##### The input #####

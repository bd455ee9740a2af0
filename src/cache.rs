//! Short-lived caches for playlists and segments.
//!
//! Entries are immutable once written; a later write for the same key
//! simply replaces the earlier one. Expired entries are dropped when read
//! and swept opportunistically on insert.

use bytes::Bytes;
use dashmap::DashMap;
use std::hash::Hash;
use std::time::Duration;
use tokio::time::Instant;

const SWEEP_THRESHOLD: usize = 256;

struct Entry<V> {
    value: V,
    expires_at: Instant,
}

pub struct TtlCache<K, V> {
    entries: DashMap<K, Entry<V>>,
    ttl: Duration,
}

impl<K, V> TtlCache<K, V>
where
    K: Eq + Hash + Clone,
    V: Clone,
{
    pub fn new(ttl: Duration) -> Self {
        Self {
            entries: DashMap::new(),
            ttl,
        }
    }

    pub fn get(&self, key: &K) -> Option<V> {
        let now = Instant::now();
        if let Some(entry) = self.entries.get(key) {
            if entry.expires_at > now {
                return Some(entry.value.clone());
            }
        }
        self.entries.remove_if(key, |_, e| e.expires_at <= now);
        None
    }

    pub fn insert(&self, key: K, value: V) {
        if self.entries.len() >= SWEEP_THRESHOLD {
            self.sweep();
        }
        self.entries.insert(
            key,
            Entry {
                value,
                expires_at: Instant::now() + self.ttl,
            },
        );
    }

    pub fn remove_where(&self, mut predicate: impl FnMut(&K) -> bool) -> usize {
        let before = self.entries.len();
        self.entries.retain(|k, _| !predicate(k));
        before.saturating_sub(self.entries.len())
    }

    pub fn sweep(&self) {
        let now = Instant::now();
        self.entries.retain(|_, e| e.expires_at > now);
    }

    pub fn clear(&self) {
        self.entries.clear();
    }

    pub fn len(&self) -> usize {
        self.entries.len()
    }
}

/// Upstream playlist bodies per channel.
pub type PlaylistCache = TtlCache<i64, Bytes>;

/// Segment bodies keyed by channel and segment file name.
pub type SegmentCache = TtlCache<(i64, String), Bytes>;

/// Both HLS caches, purged together.
pub struct HlsCache {
    pub playlists: PlaylistCache,
    pub segments: SegmentCache,
}

impl HlsCache {
    pub fn new(playlist_ttl: Duration, segment_ttl: Duration) -> Self {
        Self {
            playlists: TtlCache::new(playlist_ttl),
            segments: TtlCache::new(segment_ttl),
        }
    }

    /// Forgets everything cached for one channel.
    pub fn purge_channel(&self, channel_id: i64) -> usize {
        self.playlists.remove_where(|id| *id == channel_id)
            + self.segments.remove_where(|(id, _)| *id == channel_id)
    }

    pub fn clear(&self) {
        self.playlists.clear();
        self.segments.clear();
    }
}
//! Signed-link HLS proxy. Playlists are rewritten so segment URIs come
//! back through the relay with the caller's own signed query.

use bytes::Bytes;
use serde::Serialize;
use std::sync::Arc;
use std::time::Duration;
use tokio::sync::mpsc;
use tokio::sync::mpsc::error::TrySendError;
use tracing::{debug, error, info, warn};

use crate::cache::HlsCache;
use crate::catalog::{Channel, ChannelCatalog};
use crate::config::{DirectMode, ProxyConfig, ServerConfig};
use crate::control::{ControlClient, Urgency};
use crate::engine::Engine;
use crate::error::{Error, Result};
use crate::playlist::rewrite_segments;
use crate::signing::{unix_now, SignedRequest, UrlSigner};
use crate::supervisor::{self, Flow};

const LIVE_BUFFER: usize = 64;

#[derive(Debug, Clone, Copy, PartialEq, Eq)]
pub enum CacheStatus {
    Hit,
    Miss,
    RetrySuccess,
}

impl CacheStatus {
    pub fn as_str(&self) -> &'static str {
        match self {
            Self::Hit => "HIT",
            Self::Miss => "MISS",
            Self::RetrySuccess => "RETRY-SUCCESS",
        }
    }
}

#[derive(Debug)]
pub enum StreamReply {
    Playlist { body: String, cache: CacheStatus },
    Segment { body: Bytes, cache: CacheStatus },
    Redirect(String),
    /// Local transcoder output, chunk by chunk.
    Live { content_type: String, chunks: mpsc::Receiver<Bytes> },
}

#[derive(Debug, Clone, Serialize, PartialEq)]
pub struct PlayTicket {
    pub play_url: String,
    pub channel_id: i64,
    pub channel_title: String,
    pub expires_at: i64,
    pub proxy_enabled: bool,
    pub logo: Option<String>,
}

enum Fetched {
    Body(Bytes),
    NotFound,
    Status(u16),
}

pub struct HlsProxy {
    signer: UrlSigner,
    control: Arc<ControlClient>,
    catalog: Arc<dyn ChannelCatalog>,
    engine: Arc<Engine>,
    cache: Arc<HlsCache>,
    config: ProxyConfig,
    public_base_url: String,
    url_ttl_secs: u64,
    direct_mode: DirectMode,
}

impl HlsProxy {
    pub fn new(
        server: &ServerConfig,
        config: ProxyConfig,
        control: Arc<ControlClient>,
        catalog: Arc<dyn ChannelCatalog>,
        engine: Arc<Engine>,
        cache: Arc<HlsCache>,
    ) -> Result<Self> {
        Ok(Self {
            signer: UrlSigner::new(server.signing_key.as_bytes())?,
            control,
            catalog,
            engine,
            cache,
            config,
            public_base_url: server.public_base_url.trim_end_matches('/').to_string(),
            url_ttl_secs: server.url_ttl_secs,
            direct_mode: server.direct_mode,
        })
    }

    /// `{public_base_url}/api/stream?channel_id=..&timestamp=..&signature=..&hls=1`
    pub fn stream_url(&self, channel_id: i64, issued_at: i64, signature: &str) -> String {
        let query = url::form_urlencoded::Serializer::new(String::new())
            .append_pair("channel_id", &channel_id.to_string())
            .append_pair("timestamp", &issued_at.to_string())
            .append_pair("signature", signature)
            .append_pair("hls", "1")
            .finish();
        format!("{}/api/stream?{}", self.public_base_url, query)
    }

    /// Signs a fresh playback link and warms the channel's worker in the
    /// background.
    pub async fn issue_play_url(&self, channel_id: i64) -> Result<PlayTicket> {
        let channel = self.playable_channel(channel_id).await?;

        if !self.control.is_available().await {
            error!(channel_id, "control-plane unavailable, refusing play url");
            return Err(Error::BackendUnavailable {
                attempts: 1,
                last: "health check failed".to_string(),
            });
        }

        self.prewarm(&channel);

        let issued_at = unix_now();
        let signature = self.signer.sign(channel_id, issued_at);
        info!(channel_id, title = %channel.title, "issued play url");

        Ok(PlayTicket {
            play_url: self.stream_url(channel_id, issued_at, &signature),
            channel_id,
            channel_title: channel.title,
            expires_at: issued_at + self.url_ttl_secs as i64,
            proxy_enabled: channel.proxy_enabled,
            logo: channel.logo_url,
        })
    }

    pub async fn handle(&self, request: &SignedRequest) -> Result<StreamReply> {
        request.authenticate(&self.signer, unix_now(), self.url_ttl_secs)?;
        let channel_id = request.channel_id;

        if !request.wants_hls {
            let channel = self.channel(channel_id).await?;
            return self.direct(&channel).await;
        }

        match &request.segment {
            Some(segment) => self.segment(channel_id, segment).await,
            None => {
                let channel = self.channel(channel_id).await?;
                self.ensure_running(&channel).await;
                self.playlist(request).await
            }
        }
    }

    /// Segment fetch for the `/api/segment/{name}` alias route.
    pub async fn handle_segment(&self, request: &SignedRequest, segment: &str) -> Result<StreamReply> {
        request.authenticate(&self.signer, unix_now(), self.url_ttl_secs)?;
        self.segment(request.channel_id, segment).await
    }

    async fn channel(&self, channel_id: i64) -> Result<Channel> {
        self.catalog
            .find(channel_id)
            .await
            .ok_or_else(|| Error::not_found("channel", channel_id))
    }

    async fn playable_channel(&self, channel_id: i64) -> Result<Channel> {
        let channel = self.channel(channel_id).await?;
        if !channel.is_playable() {
            return Err(Error::ChannelUnavailable(channel_id));
        }
        Ok(channel)
    }

    fn prewarm(&self, channel: &Channel) {
        let control = self.control.clone();
        let channel_id = channel.id;
        let source_url = channel.stream_url.clone();
        tokio::spawn(async move {
            match control.query_worker(channel_id).await {
                Some(record) if record.is_running() => {
                    debug!(channel_id, "worker already running, skipping prewarm");
                }
                _ => match control.start_worker(channel_id, &source_url).await {
                    Ok(_) => info!(channel_id, "worker prewarmed"),
                    Err(e) => warn!(channel_id, error = %e, "worker prewarm failed"),
                },
            }
        });
    }

    /// `Ok(true)` when a worker had to be started.
    async fn start_if_needed(&self, channel: &Channel) -> Result<bool> {
        if let Some(record) = self.control.query_worker_with(Urgency::Interactive, channel.id).await {
            if record.is_running() {
                return Ok(false);
            }
        }
        info!(channel_id = channel.id, "worker not running, starting");
        self.control
            .start_worker_with(Urgency::Interactive, channel.id, &channel.stream_url)
            .await?;
        Ok(true)
    }

    /// Failures are logged only; the playlist fetch reports what matters.
    async fn ensure_running(&self, channel: &Channel) {
        match self.start_if_needed(channel).await {
            Ok(true) => tokio::time::sleep(Duration::from_millis(self.config.start_grace_ms)).await,
            Ok(false) => {}
            Err(e) => warn!(channel_id = channel.id, error = %e, "failed to ensure worker"),
        }
    }

    async fn playlist(&self, request: &SignedRequest) -> Result<StreamReply> {
        let channel_id = request.channel_id;
        let proxy_base = self.stream_url(channel_id, request.issued_at, &request.signature);

        // The raw upstream body is cached; each caller gets links carrying
        // their own signature.
        if let Some(raw) = self.cache.playlists.get(&channel_id) {
            return self.rewritten(&raw, &proxy_base, CacheStatus::Hit);
        }

        let url = self.control.playlist_url(channel_id);
        let timeout = Duration::from_millis(self.config.playlist_timeout_ms);
        match self.fetch(&url, timeout).await? {
            Fetched::Body(raw) => {
                let reply = self.rewritten(&raw, &proxy_base, CacheStatus::Miss)?;
                self.cache.playlists.insert(channel_id, raw);
                Ok(reply)
            }
            Fetched::NotFound => self.playlist_retry(channel_id, &url, &proxy_base).await,
            Fetched::Status(status) => {
                error!(channel_id, status, "playlist fetch failed");
                Err(Error::BackendError {
                    code: status as i64,
                    message: format!("playlist fetch returned HTTP {status}"),
                })
            }
        }
    }

    /// One delayed retry for a worker that has not written its playlist yet.
    async fn playlist_retry(&self, channel_id: i64, url: &str, proxy_base: &str) -> Result<StreamReply> {
        let delay = Duration::from_millis(self.config.not_ready_delay_ms);
        info!(channel_id, "playlist not ready, retrying once");
        tokio::time::sleep(delay).await;

        let timeout = Duration::from_millis(self.config.playlist_retry_timeout_ms);
        match self.fetch(url, timeout).await {
            Ok(Fetched::Body(raw)) => {
                let reply = self.rewritten(&raw, proxy_base, CacheStatus::RetrySuccess)?;
                self.cache.playlists.insert(channel_id, raw);
                Ok(reply)
            }
            Ok(_) | Err(_) => Err(Error::WorkerNotReady {
                channel_id,
                retry_after: delay,
            }),
        }
    }

    fn rewritten(&self, raw: &Bytes, proxy_base: &str, cache: CacheStatus) -> Result<StreamReply> {
        let body = rewrite_segments(raw, proxy_base)?;
        Ok(StreamReply::Playlist { body, cache })
    }

    async fn segment(&self, channel_id: i64, segment: &str) -> Result<StreamReply> {
        let key = (channel_id, segment.to_string());
        if let Some(body) = self.cache.segments.get(&key) {
            return Ok(StreamReply::Segment {
                body,
                cache: CacheStatus::Hit,
            });
        }

        let url = self.control.segment_url(channel_id, segment);
        let timeout = Duration::from_millis(self.config.segment_timeout_ms);
        match self.fetch(&url, timeout).await {
            Ok(Fetched::Body(body)) => {
                self.cache.segments.insert(key, body.clone());
                Ok(StreamReply::Segment {
                    body,
                    cache: CacheStatus::Miss,
                })
            }
            Ok(_) => Err(Error::not_found("segment", segment)),
            Err(e) => {
                warn!(channel_id, segment, error = %e, "segment fetch failed");
                Err(Error::not_found("segment", segment))
            }
        }
    }

    async fn direct(&self, channel: &Channel) -> Result<StreamReply> {
        match self.direct_mode {
            DirectMode::Remote => {
                if self.start_if_needed(channel).await? {
                    tokio::time::sleep(Duration::from_millis(self.config.direct_start_wait_ms)).await;
                }
                let url = self.control.raw_stream_url(channel.id);
                info!(channel_id = channel.id, url = %url, "redirecting to raw stream");
                Ok(StreamReply::Redirect(url))
            }
            DirectMode::Local => self.live(channel).await,
        }
    }

    /// Pipes the local transcoder to the caller. The first spawn happens
    /// here so a broken transcoder is reported instead of an empty body.
    async fn live(&self, channel: &Channel) -> Result<StreamReply> {
        self.engine.start(channel.id, &channel.stream_url).await?;

        let (tx, rx) = mpsc::channel::<Bytes>(LIVE_BUFFER);
        let engine = self.engine.clone();
        let channel_id = channel.id;
        let source_url = channel.stream_url.clone();
        tokio::spawn(async move {
            let result = supervisor::stream_loop(&engine, channel_id, &source_url, move |chunk| {
                match tx.try_send(chunk) {
                    Ok(()) => Flow::Continue,
                    // Slow listener: drop the chunk, keep the stream live.
                    Err(TrySendError::Full(_)) => Flow::Continue,
                    Err(TrySendError::Closed(_)) => Flow::Stop,
                }
            })
            .await;
            match result {
                Ok(()) => info!(channel_id, "listener disconnected"),
                Err(e) => error!(channel_id, error = %e, "live stream ended"),
            }
        });

        let content_type = mime_guess::from_ext(&self.engine.config().format)
            .first_or_octet_stream()
            .to_string();
        Ok(StreamReply::Live {
            content_type,
            chunks: rx,
        })
    }

    async fn fetch(&self, url: &str, timeout: Duration) -> Result<Fetched> {
        let resp = self.control.http().get(url).timeout(timeout).send().await?;
        let status = resp.status();
        if status.is_success() {
            return Ok(Fetched::Body(resp.bytes().await?));
        }
        if status == reqwest::StatusCode::NOT_FOUND {
            return Ok(Fetched::NotFound);
        }
        Ok(Fetched::Status(status.as_u16()))
    }
}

#####

Problem requirements: Among the lines above, which hold the word "mpsc"? Report each one.

Task result:
use tokio::sync::mpsc;
use tokio::sync::mpsc::error::TrySendError;
    Live { content_type: String, chunks: mpsc::Receiver<Bytes> },
        let (tx, rx) = mpsc::channel::<Bytes>(LIVE_BUFFER);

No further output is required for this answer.